Start of Records provided
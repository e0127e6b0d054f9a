//! Error types for push queue operations and configuration.

use thiserror::Error;

use super::MAX_QUEUE_CAPACITY;

/// Errors that can occur when pushing a frame.
#[non_exhaustive]
#[derive(Debug, Error, Clone, Copy, PartialEq, Eq)]
pub enum PushError {
    /// The queue was at capacity and the policy was `ReturnErrorIfFull`.
    #[error("push queue full")]
    QueueFull,
    /// The receiving end of the queue has been dropped or closed.
    #[error("push queue closed")]
    Closed,
}

/// Errors returned when creating an outbound queue.
#[non_exhaustive]
#[derive(Debug, Error, Clone, PartialEq, Eq)]
pub enum PushConfigError {
    /// The capacity was zero or exceeded [`MAX_QUEUE_CAPACITY`].
    #[error("invalid capacity {0}; must be between 1 and {max}", max = MAX_QUEUE_CAPACITY)]
    InvalidCapacity(usize),
}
End of Records provided
▸ **Exercise aim**:
Every line above that includes the word "Debug" must appear in the answer.

▸ **Task output**:
#[derive(Debug, Error, Clone, Copy, PartialEq, Eq)]
#[derive(Debug, Error, Clone, PartialEq, Eq)]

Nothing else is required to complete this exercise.